From 1698 to 1699 the appointment was known as Commander-in-Chief, Medway. In 1707 the post holder was known as Commander-in-Chief, Thames and Medway and between 1711 and 1745 the office was known as the Commander-in-Chief, Thames, Medway and Nore. In 1745 the post for the first time was simply called the Commander-in-Chief, Nore established at Chatham and became responsible for sub-commands at Chatham, London less the Admiralty, Sheerness, Harwich and Humber. A. Cecil Hampshire writes that in 1752 Isaac Townsend, Admiral of the Blue, was appointed as "Commander-in-Chief of HM Ships and Naval Vessels in the Rivers Thames and Medway and at the Buoy of the Nore."

From 1827 the Commander-in-Chief was accommodated in Admiralty House, Sheerness, built as part of the renewal of Sheerness Dockyard. From 1834 to 1899 his appointment was known as the Commander-in-Chief, Sheerness.

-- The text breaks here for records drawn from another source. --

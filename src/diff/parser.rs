//! Parse raw `git diff` text into structured per-file change records.

use regex_lite::Regex;
use tracing::debug;

use super::types::{ChangeType, FileChange, Hunk};

/// Hunk header: `@@ -old_start[,old_lines] +new_start[,new_lines] @@`.
const HUNK_HEADER: &str = r"^@@ -(\d+)(?:,(\d+))? \+(\d+)(?:,(\d+))? @@";

/// The gitlink mode marking a submodule entry.
const SUBMODULE_MODE: &str = "160000";

/// Parse a multi-file diff into ordered [`FileChange`] records, one per
/// file section, in diff order.
///
/// Empty input yields an empty vec; callers must treat that as a terminal
/// "nothing to analyze" condition. Unrecognized text outside `diff --git`
/// sections is skipped rather than failing the whole parse.
pub fn parse_diff(diff_text: &str) -> Vec<FileChange> {
    let hunk_re = Regex::new(HUNK_HEADER).expect("Invalid regex");

    let mut sections: Vec<Vec<&str>> = Vec::new();
    for line in diff_text.lines() {
        if line.starts_with("diff --git ") {
            sections.push(vec![line]);
        } else if let Some(current) = sections.last_mut() {
            current.push(line);
        }
    }

    let changes: Vec<FileChange> = sections
        .iter()
        .filter_map(|section| parse_section(section, &hunk_re))
        .collect();

    debug!("Parsed {} file section(s) from diff", changes.len());
    changes
}

/// Extract the diff slice belonging to a single file.
///
/// Returns the lines from the file's `diff --git` header up to (not
/// including) the next file header, or an empty string when the path
/// does not appear in the diff.
pub fn extract_file_diff(full_diff: &str, file_path: &str) -> String {
    // Exact-path match on the b/ side; a plain substring test would let
    // `a.rs` select `data.rs`'s section.
    let needle = format!(" b/{file_path}");
    let mut file_lines: Vec<&str> = Vec::new();
    let mut in_target = false;

    for line in full_diff.lines() {
        if line.starts_with("diff --git ") {
            if in_target {
                break;
            }
            in_target = line.ends_with(&needle);
        }
        if in_target {
            file_lines.push(line);
        }
    }

    file_lines.join("\n")
}

/// Header markers collected before the first hunk of a file section.
#[derive(Default)]
struct SectionHeader {
    new_file: bool,
    deleted_file: bool,
    rename_from: Option<String>,
    rename_to: Option<String>,
    mode_change: bool,
    binary: bool,
    submodule: bool,
    old_path_line: Option<String>,
    new_path_line: Option<String>,
}

fn parse_section(lines: &[&str], hunk_re: &Regex) -> Option<FileChange> {
    let git_line = lines.first()?;

    let mut header = SectionHeader::default();
    let mut hunks: Vec<Hunk> = Vec::new();
    let mut conflict = false;

    for line in &lines[1..] {
        if let Some(caps) = hunk_re.captures(line) {
            hunks.push(Hunk {
                old_start: parse_capture(&caps, 1),
                old_lines: caps.get(2).map_or(1, |m| m.as_str().parse().unwrap_or(1)),
                new_start: parse_capture(&caps, 3),
                new_lines: caps.get(4).map_or(1, |m| m.as_str().parse().unwrap_or(1)),
                ..Hunk::default()
            });
            continue;
        }

        if hunks.is_empty() {
            scan_header_line(line, &mut header);
            continue;
        }

        // Hunk body line
        let hunk = hunks.last_mut()?;
        let mut chars = line.chars();
        let content = match chars.next() {
            Some('+') => {
                hunk.added_lines += 1;
                chars.as_str()
            }
            Some('-') => {
                hunk.removed_lines += 1;
                chars.as_str()
            }
            Some(' ') | None => {
                hunk.context_lines += 1;
                chars.as_str()
            }
            // "\ No newline at end of file" and anything else
            _ => continue,
        };
        if is_conflict_marker(content) {
            conflict = true;
        }
    }

    let added_lines: u32 = hunks.iter().map(|h| h.added_lines).sum();
    let removed_lines: u32 = hunks.iter().map(|h| h.removed_lines).sum();

    // Classification priority, first match wins.
    let change_type = if header.new_file {
        ChangeType::New
    } else if header.deleted_file {
        ChangeType::Deleted
    } else if header.rename_from.is_some() || header.rename_to.is_some() {
        ChangeType::Renamed
    } else if header.mode_change && hunks.is_empty() {
        ChangeType::ModeChanged
    } else if header.binary {
        ChangeType::Binary
    } else if header.submodule {
        ChangeType::Submodule
    } else if conflict {
        ChangeType::Conflict
    } else {
        ChangeType::Modified
    };

    let path = resolve_path(&header, git_line)?;
    let old_path = match change_type {
        ChangeType::Renamed => header.rename_from,
        _ => None,
    };

    Some(FileChange {
        path,
        change_type,
        old_path,
        added_lines,
        removed_lines,
        hunks,
        purpose: String::new(),
    })
}

fn parse_capture(caps: &regex_lite::Captures<'_>, idx: usize) -> u32 {
    caps.get(idx)
        .and_then(|m| m.as_str().parse().ok())
        .unwrap_or(0)
}

fn scan_header_line(line: &str, header: &mut SectionHeader) {
    if line.starts_with("new file mode ") {
        header.new_file = true;
    } else if line.starts_with("deleted file mode ") {
        header.deleted_file = true;
    } else if let Some(from) = line.strip_prefix("rename from ") {
        header.rename_from = Some(from.trim().to_string());
    } else if let Some(to) = line.strip_prefix("rename to ") {
        header.rename_to = Some(to.trim().to_string());
    } else if line.starts_with("old mode ") || line.starts_with("new mode ") {
        header.mode_change = true;
    } else if line.starts_with("Binary files ") || line.starts_with("GIT binary patch") {
        header.binary = true;
    } else if let Some(old) = line.strip_prefix("--- ") {
        header.old_path_line = Some(old.trim().to_string());
    } else if let Some(new) = line.strip_prefix("+++ ") {
        header.new_path_line = Some(new.trim().to_string());
    }

    // Gitlink entries carry mode 160000 in mode or index lines.
    if (line.starts_with("index ")
        || line.starts_with("old mode")
        || line.starts_with("new mode")
        || line.starts_with("new file mode")
        || line.starts_with("deleted file mode"))
        && line.trim_end().ends_with(SUBMODULE_MODE)
    {
        header.submodule = true;
    }
}

/// Resolve the file path for a section, preferring explicit markers over
/// the `diff --git` line.
fn resolve_path(header: &SectionHeader, git_line: &str) -> Option<String> {
    if let Some(to) = &header.rename_to {
        return Some(to.clone());
    }

    if let Some(new_path) = &header.new_path_line
        && new_path != "/dev/null"
    {
        return Some(strip_path_prefix(new_path));
    }

    if let Some(old_path) = &header.old_path_line
        && old_path != "/dev/null"
    {
        return Some(strip_path_prefix(old_path));
    }

    // Fallback: `diff --git a/X b/Y` — take Y.
    let rest = git_line.strip_prefix("diff --git ")?;
    rest.rfind(" b/").map(|idx| rest[idx + 3..].to_string())
}

/// Strip the `a/` or `b/` prefix git puts on paths in diff headers.
fn strip_path_prefix(path: &str) -> String {
    path.strip_prefix("a/")
        .or_else(|| path.strip_prefix("b/"))
        .unwrap_or(path)
        .to_string()
}

fn is_conflict_marker(content: &str) -> bool {
    content.starts_with("<<<<<<<") || content.starts_with(">>>>>>>")
}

After the dissolution of the Home Fleet in 1905, remaining ships at a lesser state of readiness were split between three reserve divisions: Nore Division plus the Devonport Division and the Portsmouth Division. In 1909 the division was brought out of reserve status, and became operational as part of the 3rd and 4th Division of the Home Fleet.

In 1907 the Commander-in-Chief moved to a new Admiralty House alongside the naval barracks (HMS Pembroke) in Chatham, the Sheerness house being given over to the Commander-in-Chief, Home Fleet. The Dover Patrol, Harwich Force, and Humber Force operated in the Channel during the First World War, but were responsible to the Admiralty in London; the Nore was effectively a provider of shore support rather than a command with operational responsibilities.

In 1938 an underground Area Combined Headquarters was built close to Admiralty House to accommodate the Commander-in-Chief together with the Air Officer Commanding No. 16 Group RAF, Coastal Command, and their respective staffs; similar headquarters were built close to the other Royal Dockyards. During the Second World War, the Nore assumed great importance: it was used to guard the east coast convoys supplying the ports of North Eastern England.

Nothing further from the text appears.